Assis au soleil, en terrasse, peu avant 16h nous dégustons une de leurs délicieuses bières brassées maison. Mon attention est attirée par un entretien apparemment improvisé entre 2 serveurs. L’évaluation se déroule autour d’une table proche.
Dans ce type d’établissement le service est assuré par des étud-Y-ant(e)s de plusieurs nationalités. Anglais, Etiopiens, italiens, espagnols, irlandais, américains, …l’anglophonie est obligatoire. Le nombril a l’air en option.
Client occasionnel, j’avoue que leur décontraction et la gentille qualité du service (SBAM sincère – sourire bonjour aurevoir , merci) sont parfois ternies par une attente trop longue, qui cadre mal avec l’ambiance business du nouveau 13ème arrondissement de Paris. Anyway, par habitude j’y avais rapidement pensé et mis cela sur le compte… de la langue ou de la jeunesse. A vrai dire, il m’avait échappé qu’un établissement de 180 couverts (le midi), comme les 5 autres dans Paris, est forcément managé, animé.
C’est pourquoi je tendais l’oreille, intrigué par le manège des 2 jeunes gens. Michael (le plus agé), 25 ans au plus, avait pris un cola
light, Andrew un café. Entre eux, la table et un set retourné sur lequel Michael avait visiblement noté quelquechose.

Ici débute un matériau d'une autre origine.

use std::collections::BTreeMap;

use super::domain::{Card, Category, RateType, SpendProfile, Trigger};
use super::valuation::ConversionTable;

/// Triggers per category derived from a card's `Trigger` rows. The bonus is
/// the row value cashed out through the conversion table; the threshold is
/// the card-level minimum spend.
pub fn trigger_schedule(table: &ConversionTable, card: &Card) -> BTreeMap<Category, Vec<Trigger>> {
    let mut schedule: BTreeMap<Category, Vec<Trigger>> = BTreeMap::new();

    for row in &card.rewards {
        if row.rate_type != RateType::Trigger {
            continue;
        }

        let cents = table.cents_per_unit(&card.name, &card.issuer, &row.unit);
        schedule.entry(row.category).or_default().push(Trigger {
            min_spend: card.min_spend,
            bonus: row.value * (cents / 100.0),
        });
    }

    schedule
}

/// Total bonus earned per profile category against fixed spend.
///
/// Evaluated before the solve so the objective stays linear; every profile
/// category gets an entry, zero when nothing fires. Triggers on the same
/// category are independent and additive when each individually qualifies.
pub fn earned_bonuses(
    schedule: &BTreeMap<Category, Vec<Trigger>>,
    profile: &SpendProfile,
) -> BTreeMap<Category, f64> {
    let mut bonuses = BTreeMap::new();

    for (category, spend) in profile.entries() {
        let earned = schedule
            .get(&category)
            .map(|triggers| {
                triggers
                    .iter()
                    .filter(|trigger| spend >= trigger.min_spend)
                    .map(|trigger| trigger.bonus)
                    .sum()
            })
            .unwrap_or(0.0);

        bonuses.insert(category, earned);
    }

    bonuses
}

L’entretien démarra en anglais :
Michael Well A. it’s been 3 month since you’ve been here ? what do you think ? HOw do you feel ?
Andrew (fort accent africain) well. I feel alright. It’s cool. The team has been ok with me since i joined. I had no problem with the customers. I don’t know… you tell me (rires)

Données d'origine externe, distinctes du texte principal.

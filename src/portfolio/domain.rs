use serde::{Deserialize, Serialize};
use std::collections::{BTreeMap, BTreeSet};
use std::fmt;

/// Closed set of spending buckets shared by the card catalog and spend profiles.
///
/// The derived `Ord` follows declaration order and is the stable category
/// ordering used for fee attribution and breakdown iteration.
#[derive(Debug, Clone, Copy, PartialEq, Eq, Hash, PartialOrd, Ord, Serialize, Deserialize)]
pub enum Category {
    #[serde(rename = "Travel")]
    Travel,
    #[serde(rename = "Groceries & Dining")]
    GroceriesDining,
    #[serde(rename = "Gas & Utilities")]
    GasUtilities,
    #[serde(rename = "Retail & Entertainment")]
    RetailEntertainment,
    #[serde(rename = "All Purchases")]
    AllPurchases,
}

impl Category {
    pub const fn ordered() -> [Self; 5] {
        [
            Self::Travel,
            Self::GroceriesDining,
            Self::GasUtilities,
            Self::RetailEntertainment,
            Self::AllPurchases,
        ]
    }

    pub const fn label(self) -> &'static str {
        match self {
            Self::Travel => "Travel",
            Self::GroceriesDining => "Groceries & Dining",
            Self::GasUtilities => "Gas & Utilities",
            Self::RetailEntertainment => "Retail & Entertainment",
            Self::AllPurchases => "All Purchases",
        }
    }

    /// Match a catalog string against the closed vocabulary.
    pub fn parse(value: &str) -> Option<Self> {
        let trimmed = value.trim();
        Self::ordered()
            .into_iter()
            .find(|category| category.label().eq_ignore_ascii_case(trimmed))
    }
}

impl fmt::Display for Category {
    fn fmt(&self, f: &mut fmt::Formatter<'_>) -> fmt::Result {
        f.write_str(self.label())
    }
}

/// How a reward row's `value` is denominated.
#[derive(Debug, Clone, Copy, PartialEq, Eq, Serialize, Deserialize)]
pub enum RateType {
    Multiplier,
    Percentage,
    #[serde(rename = "Per Unit")]
    PerUnit,
    #[serde(rename = "Flat Amount")]
    FlatAmount,
    Trigger,
}

impl RateType {
    pub const fn label(self) -> &'static str {
        match self {
            Self::Multiplier => "Multiplier",
            Self::Percentage => "Percentage",
            Self::PerUnit => "Per Unit",
            Self::FlatAmount => "Flat Amount",
            Self::Trigger => "Trigger",
        }
    }

    pub fn parse(value: &str) -> Option<Self> {
        let trimmed = value.trim();
        [
            Self::Multiplier,
            Self::Percentage,
            Self::PerUnit,
            Self::FlatAmount,
            Self::Trigger,
        ]
        .into_iter()
        .find(|rate_type| rate_type.label().eq_ignore_ascii_case(trimmed))
    }
}

/// One cleaned reward definition as delivered by the upstream catalog cleaner.
#[derive(Debug, Clone, PartialEq, Serialize, Deserialize)]
pub struct RewardRow {
    pub value: f64,
    pub rate_type: RateType,
    pub unit: String,
    pub category: Category,
}

/// A card record from the cleaned catalog. `name` is the unique key.
#[derive(Debug, Clone, PartialEq, Serialize, Deserialize)]
pub struct Card {
    pub name: String,
    pub issuer: String,
    pub annual_fee: f64,
    /// Minimum credit score required to hold the card.
    #[serde(default)]
    pub min_score: u16,
    /// Spend threshold shared by this card's trigger rows.
    #[serde(default)]
    pub min_spend: f64,
    pub rewards: Vec<RewardRow>,
}

/// A spend-activated bonus attached to one (card, category) pair.
#[derive(Debug, Clone, Copy, PartialEq, Serialize, Deserialize)]
pub struct Trigger {
    pub min_spend: f64,
    pub bonus: f64,
}

/// Fixed per-category spending for the evaluation period (one year by
/// convention; the caller annualizes). Categories left unset spend zero.
#[derive(Debug, Clone, Default, PartialEq, Serialize, Deserialize)]
pub struct SpendProfile {
    amounts: BTreeMap<Category, f64>,
}

impl SpendProfile {
    pub fn new() -> Self {
        Self::default()
    }

    pub fn with(mut self, category: Category, amount: f64) -> Self {
        self.set(category, amount);
        self
    }

    pub fn set(&mut self, category: Category, amount: f64) {
        self.amounts.insert(category, amount);
    }

    pub fn amount(&self, category: Category) -> f64 {
        self.amounts.get(&category).copied().unwrap_or(0.0)
    }

    /// Categories carrying an explicit entry, in stable `Category` order.
    pub fn categories(&self) -> impl Iterator<Item = Category> + '_ {
        self.amounts.keys().copied()
    }

    pub fn entries(&self) -> impl Iterator<Item = (Category, f64)> + '_ {
        self.amounts.iter().map(|(category, amount)| (*category, *amount))
    }

    pub fn is_empty(&self) -> bool {
        self.amounts.is_empty()
    }
}

/// Immutable result of one optimize call.
#[derive(Debug, Clone, PartialEq, Serialize, Deserialize)]
pub struct Solution {
    /// Names of the cards kept in the portfolio.
    pub held: BTreeSet<String>,
    /// Which held card serves each profile category, if any.
    pub assignment: BTreeMap<Category, Option<String>>,
    /// Total reward earned across all categories minus fees of all held cards.
    pub net_value: f64,
    pub breakdown: BTreeMap<Category, CategoryLine>,
}

/// Per-category audit line. Summing `net_contribution` across the breakdown
/// reproduces the solution's `net_value` exactly.
#[derive(Debug, Clone, PartialEq, Serialize, Deserialize)]
pub struct CategoryLine {
    pub card: Option<String>,
    pub spend: f64,
    pub rate: f64,
    pub trigger_bonus: f64,
    pub raw_reward: f64,
    pub total_reward: f64,
    /// The assigned card's annual fee, charged on its first category only.
    pub fee_attributed: f64,
    pub net_contribution: f64,
    /// Human-auditable arithmetic behind `net_contribution`.
    pub formula: String,
}

impl CategoryLine {
    pub(crate) fn unassigned(spend: f64) -> Self {
        Self {
            card: None,
            spend,
            rate: 0.0,
            trigger_bonus: 0.0,
            raw_reward: 0.0,
            total_reward: 0.0,
            fee_attributed: 0.0,
            net_contribution: 0.0,
            formula: "unassigned".to_string(),
        }
    }
}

Michael Andrew it’s the end of your probation period so i’d like to set a quick overview of these 3 months. First : bar attendance. Pout-être vieux tu que je continioue (fort accent américain) en français ce seraï plus easy poor toua ?
Andrew …
Michael – OK bon alors d’abord ça va plutôt OK. TU respectes bien les horaires et on s’arrange plutôt bien. Au fait ça va tes études ?
Andrew … (A. parle trop bas pour que j’entende)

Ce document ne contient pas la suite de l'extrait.